Os corruptos venceram. Há de se reconhecer. E foi uma vitória obtida com enorme habilidade. Sobretudo, com enorme paciência. Foi de virada, na verdade, porque eles começaram perdendo. Eu até me iludi, confesso. Pensava: “O Brasil mudou. Desde os tempos da faculdade, nós reclamávamos da corrupção e dizíamos que nunca ia mudar, mas mudou!”.
Ingênuo, eu.
Aos poucos, eles foram rastejando entre as frestas do sistema, se infiltrando devagar e ulcerando o que parecia fresco e forte. Aos poucos, eles voltaram a ser o que sempre foram: os donos do Brasil.
Aos poucos, eles voltaram a ser o que sempre foram: os donos do Brasil.
A espetacular reação dos corruptos aconteceu em três frentes: pelos flancos, o Legislativo e o Judiciário; pelo centro, parte da intelectualidade nacional e até internacional.
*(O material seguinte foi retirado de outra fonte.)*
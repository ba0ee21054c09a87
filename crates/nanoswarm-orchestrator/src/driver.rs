//! The run state machine shared by the hierarchical and flat orchestrators:
//! plan, execute levels, synthesize, finalize.

use crate::config::SwarmConfig;
use crate::pipeline::StageReport;
use crate::plan::parse_plan;
use crate::prompts::{
    flat_planner_prompt, flat_planning_prompt, planning_prompt, queen_prompt,
    queen_synthesizer_prompt, raw_concatenation, synthesis_prompt,
};
use crate::scheduler::{dependency_outputs, LevelSchedule};
use crate::scope::RunScope;
use crate::types::{DependencyPlan, PlannedTask, RunOutcome, RunPhase, TierResult};
use async_trait::async_trait;
use futures_util::future::join_all;
use nanoswarm_core::{AgentRole, SwarmError, SwarmResult, Task, TaskResult};
use nanoswarm_state::{SessionPatch, SessionSummary};
use std::collections::{BTreeMap, HashMap};
use std::time::Instant;
use tracing::{error, info, warn};

/// Planner temperature.
pub const PLANNER_TEMPERATURE: f32 = 0.0;
/// Synthesizer temperature.
pub const SYNTHESIZER_TEMPERATURE: f32 = 0.1;

/// Runs one planned task. Implementations never fail; errors become a
/// failed [`TaskResult`].
#[async_trait]
pub(crate) trait TierExecutor: Send + Sync {
    /// `deps` holds the outputs of the task's declared dependencies.
    async fn execute(
        &self,
        task: &PlannedTask,
        deps: BTreeMap<String, String>,
    ) -> (TaskResult, Vec<StageReport>);
}

/// Which planner prompt to use.
#[derive(Debug, Clone, Copy, PartialEq, Eq)]
pub(crate) enum PlannerKind {
    Hierarchical,
    Flat,
}

pub(crate) struct RunDriver<'a> {
    pub scope: &'a RunScope,
    pub config: &'a SwarmConfig,
    pub planner: PlannerKind,
}

impl RunDriver<'_> {
    /// Drives one session from planning to finalization. Always returns an
    /// outcome; the session is finalized exactly once on every path.
    pub async fn run(
        &self,
        goal: &str,
        knowledge: Option<&str>,
        history: &str,
        executor: &dyn TierExecutor,
    ) -> RunOutcome {
        let session_id = self.scope.session_id.as_str();
        let start = Instant::now();
        info!(session_id, planner = ?self.planner, "Planning");

        let planned = match self.plan(goal, knowledge, history).await {
            Ok(p) => p,
            Err(e) => {
                error!(session_id, error = %e, "Planning failed; aborting run");
                self.finalize("", false).await;
                let mut out = RunOutcome::aborted(session_id, goal, e.to_string());
                out.session_summary = self.summary().await;
                return out;
            }
        };
        let (plan, schedule) = planned;

        if let Err(e) = self
            .scope
            .state
            .sessions
            .update(
                session_id,
                SessionPatch {
                    task_count: Some(schedule.task_count()),
                    ..SessionPatch::default()
                },
            )
            .await
        {
            warn!(session_id, error = %e, "Session task count update failed");
        }
        info!(
            session_id,
            tasks = schedule.task_count(),
            levels = schedule.depth(),
            summary = plan.plan_summary.as_deref().unwrap_or(""),
            "Plan ready"
        );

        let tier_results = self.execute_levels(&schedule, executor).await;
        let succeeded = tier_results.iter().filter(|r| r.success).count();

        let (final_answer, error, phase) = if succeeded == 0 {
            warn!(session_id, "Every tier task failed");
            (
                raw_concatenation(&tier_results),
                Some(format!("all {} tier tasks failed", tier_results.len())),
                RunPhase::Failed,
            )
        } else {
            (
                self.synthesize(goal, &plan, &tier_results).await,
                None,
                RunPhase::Complete,
            )
        };
        let success = succeeded > 0;

        self.finalize(&final_answer, success).await;
        let session_summary = self.summary().await;
        info!(
            session_id,
            success,
            succeeded,
            total = tier_results.len(),
            tokens = session_summary.total_tokens,
            elapsed_ms = start.elapsed().as_millis() as u64,
            "Run finished"
        );

        RunOutcome {
            success,
            session_id: session_id.to_string(),
            goal: goal.to_string(),
            plan_summary: plan.plan_summary,
            tier_results,
            final_answer,
            session_summary,
            error,
            phase,
        }
    }

    async fn plan(
        &self,
        goal: &str,
        knowledge: Option<&str>,
        history: &str,
    ) -> SwarmResult<(DependencyPlan, LevelSchedule)> {
        let (system, prompt) = match self.planner {
            PlannerKind::Hierarchical => (queen_prompt(), planning_prompt(goal, knowledge, history)),
            PlannerKind::Flat => (
                flat_planner_prompt(),
                flat_planning_prompt(goal, knowledge, history),
            ),
        };
        let worker = self.scope.worker(
            self.scope
                .config(AgentRole::Queen, system)
                .with_temperature(PLANNER_TEMPERATURE),
        );
        worker.initialize().await;
        let result = worker.execute(&Task::new(prompt)).await;
        worker.shutdown().await;

        if !result.success {
            return Err(SwarmError::Planning(format!(
                "planner call failed: {}",
                result.error.as_deref().unwrap_or("unknown error")
            )));
        }
        let plan = parse_plan(&result.output)?;
        let schedule = LevelSchedule::build(&plan.tasks)?;
        Ok((plan, schedule))
    }

    async fn execute_levels(
        &self,
        schedule: &LevelSchedule,
        executor: &dyn TierExecutor,
    ) -> Vec<TierResult> {
        let session_id = self.scope.session_id.as_str();
        let mut completed: HashMap<String, TaskResult> = HashMap::new();
        let mut tier_results = Vec::with_capacity(schedule.task_count());

        for (level, tasks) in schedule.levels().iter().enumerate() {
            info!(session_id, level, tasks = tasks.len(), "Executing level");
            let runs = tasks.iter().map(|task| {
                let deps =
                    dependency_outputs(task, &completed, self.config.dependency_context_chars);
                executor.execute(task, deps)
            });
            let results = join_all(runs).await;

            for (task, (result, stages)) in tasks.iter().zip(results) {
                tier_results.push(TierResult::from_result(task, level, &result, stages));
                completed.insert(task.id.clone(), result);
            }

            if let Err(e) = self
                .scope
                .state
                .sessions
                .update(
                    session_id,
                    SessionPatch {
                        completed_tasks: Some(completed.len()),
                        ..SessionPatch::default()
                    },
                )
                .await
            {
                warn!(session_id, error = %e, "Session progress update failed");
            }
        }
        tier_results
    }

    /// The synthesized answer, or the raw tier outputs when synthesis fails.
    async fn synthesize(&self, goal: &str, plan: &DependencyPlan, results: &[TierResult]) -> String {
        let worker = self.scope.worker(
            self.scope
                .config(AgentRole::QueenSynthesizer, queen_synthesizer_prompt())
                .with_max_tokens(self.config.synthesis_max_tokens)
                .with_temperature(SYNTHESIZER_TEMPERATURE),
        );
        worker.initialize().await;
        let prompt = synthesis_prompt(
            goal,
            results,
            plan.synthesis_instruction.as_deref(),
            self.config.synthesis_chars,
        );
        let result = worker.execute(&Task::new(prompt)).await;
        worker.shutdown().await;

        if result.success && !result.output.trim().is_empty() {
            result.output
        } else {
            warn!(
                session_id = %self.scope.session_id,
                error = ?result.error,
                "Synthesis failed; returning raw tier outputs"
            );
            raw_concatenation(results)
        }
    }

    async fn finalize(&self, final_answer: &str, success: bool) {
        if let Err(e) = self
            .scope
            .state
            .sessions
            .complete(&self.scope.session_id, final_answer, success)
            .await
        {
            warn!(session_id = %self.scope.session_id, error = %e, "Session finalization failed");
        }
    }

    async fn summary(&self) -> SessionSummary {
        let session_id = &self.scope.session_id;
        match self.scope.state.journal(session_id).summary().await {
            Ok(s) => s,
            Err(e) => {
                warn!(session_id = %session_id, error = %e, "Journal summary unavailable");
                SessionSummary::empty(session_id.clone())
            }
        }
    }
}
use crate::backends::claude::ClaudeBackend;
use crate::backends::openai::OpenAiBackend;
use crate::backends::LlmBackend;
use crate::config::{LlmProvider, ModelConfig};
use crate::failover::FailoverBackend;
use nanoswarm_core::{Message, SwarmResult, TokenUsage, ToolCall};
use nanoswarm_tools::ToolDescriptor;
use std::sync::Arc;

/// One request to a backend, independent of provider dialect.
#[derive(Debug, Clone)]
pub struct CompletionRequest {
    /// System prompt, sent the way the provider expects.
    pub system: Option<String>,
    /// Conversation so far.
    pub messages: Vec<Message>,
    /// Completion budget.
    pub max_tokens: u32,
    /// Sampling temperature.
    pub temperature: f32,
    /// Tools the model may call. Empty means no tool markup is sent.
    pub tools: Vec<ToolDescriptor>,
}

/// Why the model stopped.
#[derive(Debug, Clone, PartialEq, Eq)]
pub enum StopReason {
    /// Natural end of the turn.
    EndTurn,
    /// The model wants tool results.
    ToolUse,
    /// The completion budget ran out.
    MaxTokens,
    /// Anything else the provider reported.
    Other(String),
}

impl StopReason {
    /// Maps both Anthropic and OpenAI spellings.
    pub fn from_provider(reason: &str) -> Self {
        match reason {
            "end_turn" | "stop" | "stop_sequence" => StopReason::EndTurn,
            "tool_use" | "tool_calls" | "function_call" => StopReason::ToolUse,
            "max_tokens" | "length" => StopReason::MaxTokens,
            other => StopReason::Other(other.to_string()),
        }
    }
}

/// A finished model turn.
#[derive(Debug, Clone, PartialEq)]
pub struct Completion {
    /// Text content (may be empty when only tools were called).
    pub text: String,
    /// Requested tool invocations, in the order the model emitted them.
    pub tool_calls: Vec<ToolCall>,
    /// Stop reason.
    pub stop_reason: StopReason,
    /// Token accounting for this call.
    pub usage: TokenUsage,
}

impl Completion {
    /// A plain text turn.
    pub fn text(text: impl Into<String>) -> Self {
        Self {
            text: text.into(),
            tool_calls: Vec::new(),
            stop_reason: StopReason::EndTurn,
            usage: TokenUsage::default(),
        }
    }

    /// Whether the model asked for any tool call.
    pub fn wants_tools(&self) -> bool {
        !self.tool_calls.is_empty()
    }
}

/// LLM client that dispatches to the correct provider backend.
///
/// The provider backend is always wrapped in a [`FailoverBackend`] so retry
/// and fallback behaviour is the same regardless of dialect.
#[derive(Clone)]
pub struct LlmClient {
    backend: Arc<dyn LlmBackend>,
}

impl LlmClient {
    /// Builds the backend chain for `config` and its fallback models.
    pub fn new(config: &ModelConfig) -> SwarmResult<Self> {
        let mut failover = FailoverBackend::new(provider_backend(config)?, config.retry_policy.clone());
        for fallback in &config.fallback_models {
            failover = failover.with_fallback(provider_backend(fallback)?);
        }
        Ok(Self {
            backend: Arc::new(failover),
        })
    }

    /// Create from a pre-built backend (for custom providers and tests).
    pub fn from_backend(backend: Arc<dyn LlmBackend>) -> Self {
        Self { backend }
    }

    /// The backend chain, shareable across workers.
    pub fn backend(&self) -> Arc<dyn LlmBackend> {
        Arc::clone(&self.backend)
    }

    /// One completion through the chain.
    pub async fn complete(&self, request: &CompletionRequest) -> SwarmResult<Completion> {
        self.backend.complete(request).await
    }
}

fn provider_backend(config: &ModelConfig) -> SwarmResult<Arc<dyn LlmBackend>> {
    let backend: Arc<dyn LlmBackend> = match config.provider {
        LlmProvider::Claude => Arc::new(ClaudeBackend::new(config.clone())?),
        LlmProvider::OpenAi
        | LlmProvider::OpenRouter
        | LlmProvider::Groq
        | LlmProvider::Vllm
        | LlmProvider::Ollama => Arc::new(OpenAiBackend::new(config.clone())?),
    };
    Ok(backend)
}
//! Task orchestration for nanoswarm.
//!
//! [`HierarchicalSwarm`] runs a goal through three tiers: a Queen planner
//! emits a dependency plan of domain tasks, one domain lead per task drives
//! a staged specialist pipeline, and a Queen synthesizer merges the tier
//! results. [`FlatOrchestrator`] keeps the plan and the level scheduling but
//! hands each task to a single worker.
//!
//! Both share one run state machine: plan, execute levels, synthesize,
//! finalize. A run never errors once its session exists; failures are
//! reported inside the [`RunOutcome`].
//!
//! # Main types
//!
//! - [`HierarchicalSwarm`] / [`FlatOrchestrator`] — the two entry points.
//! - [`SwarmConfig`] — concurrency limits and text budgets.
//! - [`DependencyPlan`] / [`LevelSchedule`] — the parsed plan and its levels.
//! - [`RunOutcome`] / [`TierResult`] — what a run returns.
//! - [`ContextProvider`] — optional knowledge source for the planner.

/// Orchestrator configuration.
pub mod config;
/// Knowledge sources for the planner.
pub mod context;
mod driver;
/// Single-tier orchestrator.
pub mod flat;
/// Three-tier orchestrator.
pub mod hierarchy;
/// Domain leads.
pub mod lead;
/// Concurrency limits.
pub mod limits;
/// Specialist pipelines.
pub mod pipeline;
/// Plan parsing.
pub mod plan;
/// System prompts and prompt builders.
pub mod prompts;
/// Dependency-level scheduling.
pub mod scheduler;
mod scope;
/// Plan and outcome types.
pub mod types;

pub use config::SwarmConfig;
pub use context::{ContextProvider, FileContext, StaticContext};
pub use driver::{PLANNER_TEMPERATURE, SYNTHESIZER_TEMPERATURE};
pub use flat::FlatOrchestrator;
pub use hierarchy::{HierarchicalSwarm, PREVIOUS_SESSION_KEY};
pub use lead::{LeadOutcome, LEAD_TEMPERATURE};
pub use limits::{GatedBackend, TierLimits};
pub use pipeline::{
    build_stage_input, injection, stages, synthesize, PipelineOutcome, SpecialistReport, Stage,
    StageReport, SPECIALIST_TEMPERATURE,
};
pub use plan::parse_plan;
pub use scheduler::{dependency_outputs, with_dependency_context, LevelSchedule};
pub use types::{DependencyPlan, PlannedTask, RunOutcome, RunPhase, TierResult};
Nesta semana, uma missão da OCDE manifestou preocupação com o combate à corrupção no país e apontou óbvios retrocessos havidos com a neutralização do Coaf, que até de nome mudou; com a lei do abuso de autoridade, que não por acaso é obra de Renan Calheiros; e com a mudança no entendimento da prisão em segunda instância, com dois ministros (Toffoli e Gilmar) trocando de opinião ao sabor das circunstâncias. São as mais claras e categóricas ações em favor da corrupção patrocinadas pelo Legislativo e pelo Judiciário. Houve outras, mas essas são as mais importantes.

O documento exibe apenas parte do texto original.